La lingua è un organismo naturale, che evolve in base all’uso della comunità dei parlanti: se non fosse così, Dante non avrebbe mai scritto la “Divina Commedia” dato che per scriverla scelse il volgare fiorentino, quello letterario e quello della vita quotidiana, inserendo anche termini popolari, gergali e osceni. Eppure l’Accademia della Crusca parla di “un sistema” ormai difficile da modificare: “Da tempo l’ortografia italiana è da considerarsi stabilizzata, il rapporto tra grafia e pronuncia non presenta particolari difficoltà e i dubbi si concentrano quasi esclusivamente sull’uso dei segni paragrafematici (accenti, apostrofi, ecc.). Questo non esclude che, almeno in àmbiti molto precisi come la scrittura in rete e quella dei messaggini telefonici, si possano diffondere usi grafici particolari, spesso peraltro transitori; ma il legame sistematico tra grafia e pronuncia, così tipico dell’italiano, non dovrebbe essere spezzato”.

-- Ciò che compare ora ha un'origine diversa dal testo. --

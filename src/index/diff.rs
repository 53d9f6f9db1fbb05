//! Structural diff of two row index versions.

use std::cmp::Ordering;

use super::tree::{Cursor, Pending, RowIndex};
use crate::storage::{ObjectId, StorageError, StorageResult, Store};

/// One differing key. `from` is `None` for an insert, `to` is `None` for a
/// delete.
#[derive(Debug, Clone, PartialEq, Eq)]
pub struct IndexChange {
    pub key: Vec<u8>,
    pub from: Option<Vec<u8>>,
    pub to: Option<Vec<u8>>,
}

/// Lazy, key-ordered stream of [`IndexChange`]s.
///
/// Both sides are walked in step, descending only where the child pointers
/// differ. Subtrees with the same id are skipped without being read, so the
/// cost follows the size of the change rather than the size of the table.
pub struct IndexDiff {
    store: Store,
    roots: (ObjectId, ObjectId),
    cursors: Option<(Cursor, Cursor)>,
    done: bool,
}

impl IndexDiff {
    pub(crate) fn new(from: &RowIndex, to: &RowIndex) -> Self {
        Self {
            store: from.store().clone(),
            roots: (from.root(), to.root()),
            cursors: None,
            done: from.root() == to.root(),
        }
    }

    fn step(&mut self) -> StorageResult<Option<IndexChange>> {
        if self.cursors.is_none() {
            let from = Cursor::new(&self.store, self.roots.0)?;
            let to = Cursor::new(&self.store, self.roots.1)?;
            self.cursors = Some((from, to));
        }
        let Some((from, to)) = self.cursors.as_mut() else {
            return Ok(None);
        };

        loop {
            match (from.pending(), to.pending()) {
                (None, None) => return Ok(None),
                (Some(Pending::Child { id: a, level: la }), Some(Pending::Child { id: b, level: lb })) => {
                    if a == b {
                        from.skip();
                        to.skip();
                    } else if la > lb {
                        from.descend()?;
                    } else if lb > la {
                        to.descend()?;
                    } else {
                        from.descend()?;
                        to.descend()?;
                    }
                }
                (Some(Pending::Child { .. }), _) => from.descend()?,
                (_, Some(Pending::Child { .. })) => to.descend()?,
                (from_next, to_next) => {
                    let order = match (from.entry(), to.entry()) {
                        (Some((from_key, _)), Some((to_key, _))) => from_key.cmp(to_key),
                        _ if to_next.is_none() => Ordering::Less,
                        _ if from_next.is_none() => Ordering::Greater,
                        _ => return Err(StorageError::Internal("row index cursor lost its entry".to_string())),
                    };
                    if let Some(change) = compare(from, to, order)? {
                        return Ok(Some(change));
                    }
                }
            }
        }
    }
}

// consume the smaller side (or both on equal keys) and report a difference
fn compare(from: &mut Cursor, to: &mut Cursor, order: Ordering) -> StorageResult<Option<IndexChange>> {
    let change = match order {
        Ordering::Less => from.next_entry()?.map(|(key, value)| IndexChange {
            key,
            from: Some(value),
            to: None,
        }),
        Ordering::Greater => to.next_entry()?.map(|(key, value)| IndexChange {
            key,
            from: None,
            to: Some(value),
        }),
        Ordering::Equal => {
            let old = from.next_entry()?;
            let new = to.next_entry()?;
            match (old, new) {
                (Some((key, old)), Some((_, new))) if old != new => Some(IndexChange {
                    key,
                    from: Some(old),
                    to: Some(new),
                }),
                _ => None,
            }
        }
    };
    Ok(change)
}

impl Iterator for IndexDiff {
    type Item = StorageResult<IndexChange>;

    fn next(&mut self) -> Option<Self::Item> {
        if self.done {
            return None;
        }
        match self.step() {
            Ok(Some(change)) => Some(Ok(change)),
            Ok(None) => {
                self.done = true;
                None
            }
            Err(e) => {
                self.done = true;
                Some(Err(e))
            }
        }
    }
}

#[cfg(test)]
mod tests {
    use std::sync::atomic::{AtomicUsize, Ordering as AtomicOrdering};
    use std::sync::Arc;

    use super::*;
    use crate::storage::{MemoryStore, ObjectStore, StorageResult};

    /// Object store that counts reads.
    #[derive(Default)]
    struct CountingStore {
        inner: MemoryStore,
        reads: AtomicUsize,
    }

    impl ObjectStore for CountingStore {
        fn get(&self, id: &ObjectId) -> StorageResult<Option<Vec<u8>>> {
            self.reads.fetch_add(1, AtomicOrdering::SeqCst);
            self.inner.get(id)
        }

        fn put(&self, bytes: &[u8]) -> StorageResult<ObjectId> {
            self.inner.put(bytes)
        }
    }

    fn key(i: u32) -> Vec<u8> {
        i.to_be_bytes().to_vec()
    }

    fn build(store: &Store, n: u32) -> RowIndex {
        RowIndex::from_entries(store, (0..n).map(|i| (key(i), vec![1]))).unwrap()
    }

    fn changes(from: &RowIndex, to: &RowIndex) -> Vec<IndexChange> {
        from.diff(to).collect::<StorageResult<Vec<_>>>().unwrap()
    }

    #[test]
    fn test_identical_roots_have_no_changes() {
        let store = Store::in_memory();
        let index = build(&store, 1_000);
        assert!(changes(&index, &index.clone()).is_empty());
    }

    #[test]
    fn test_insert_update_delete() {
        let store = Store::in_memory();
        let base = build(&store, 1_000);
        let mut edit = base.edit();
        edit.delete(key(10));
        edit.put(key(500), vec![2]);
        edit.put(key(5_000), vec![3]);
        let next = edit.write().unwrap();

        let diff = changes(&base, &next);
        assert_eq!(
            diff,
            vec![
                IndexChange { key: key(10), from: Some(vec![1]), to: None },
                IndexChange { key: key(500), from: Some(vec![1]), to: Some(vec![2]) },
                IndexChange { key: key(5_000), from: None, to: Some(vec![3]) },
            ]
        );

        let reverse = changes(&next, &base);
        assert_eq!(reverse.len(), 3);
        assert_eq!(reverse[0].to, Some(vec![1]));
    }

    #[test]
    fn test_diff_against_empty() {
        let store = Store::in_memory();
        let empty = RowIndex::empty(&store).unwrap();
        let full = build(&store, 200);
        assert_eq!(changes(&empty, &full).len(), 200);
        assert!(changes(&full, &empty).iter().all(|c| c.to.is_none()));
    }

    #[test]
    fn test_small_change_reads_few_nodes() {
        let counting = Arc::new(CountingStore::default());
        let store = Store::new(counting.clone(), Arc::new(MemoryStore::new()));
        let base = build(&store, 50_000);
        let mut edit = base.edit();
        edit.put(key(25_000), vec![9]);
        let next = edit.write().unwrap();

        counting.reads.store(0, AtomicOrdering::SeqCst);
        let diff = changes(&base, &next);
        assert_eq!(diff.len(), 1);
        let reads = counting.reads.load(AtomicOrdering::SeqCst);
        // 50k entries is ~1500 leaves; a single change touches one path per side
        assert!(reads < 40, "diff read {} nodes", reads);
    }
}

L’introduzione dello schwa e dell’asterisco comportano delle complicazioni sia dal punto di vista dello scritto, sia del parlato. “L’asterisco, ad esempio, è impossibile da rendere sul piano fonetico: possiamo scrivere car* tutt*, ma parlando, se vogliamo salutare un gruppo formato da maschi e femmine senza usare il maschile inclusivo, dobbiamo rassegnarci a dire ciao a tutti e a tutte. Qualcuno ha proposto espressioni come caru tuttu, che a nostro parere costituiscono una delle inopportune (e inutili) forzature al sistema linguistico di cui si diceva all’inizio”, scrive Paolo D’Achille. Per quanto riguarda lo schwa, introdurlo nella norma sembra ancora più improbabile: prima di tutto, sul piano grafico, il segno per rappresentare lo schwa non è di facilissima realizzazione nella scrittura corsiva a mano e, in secondo luogo, nel parlato, non esistendo nel repertorio dell’italiano standard, non ha senso introdurlo.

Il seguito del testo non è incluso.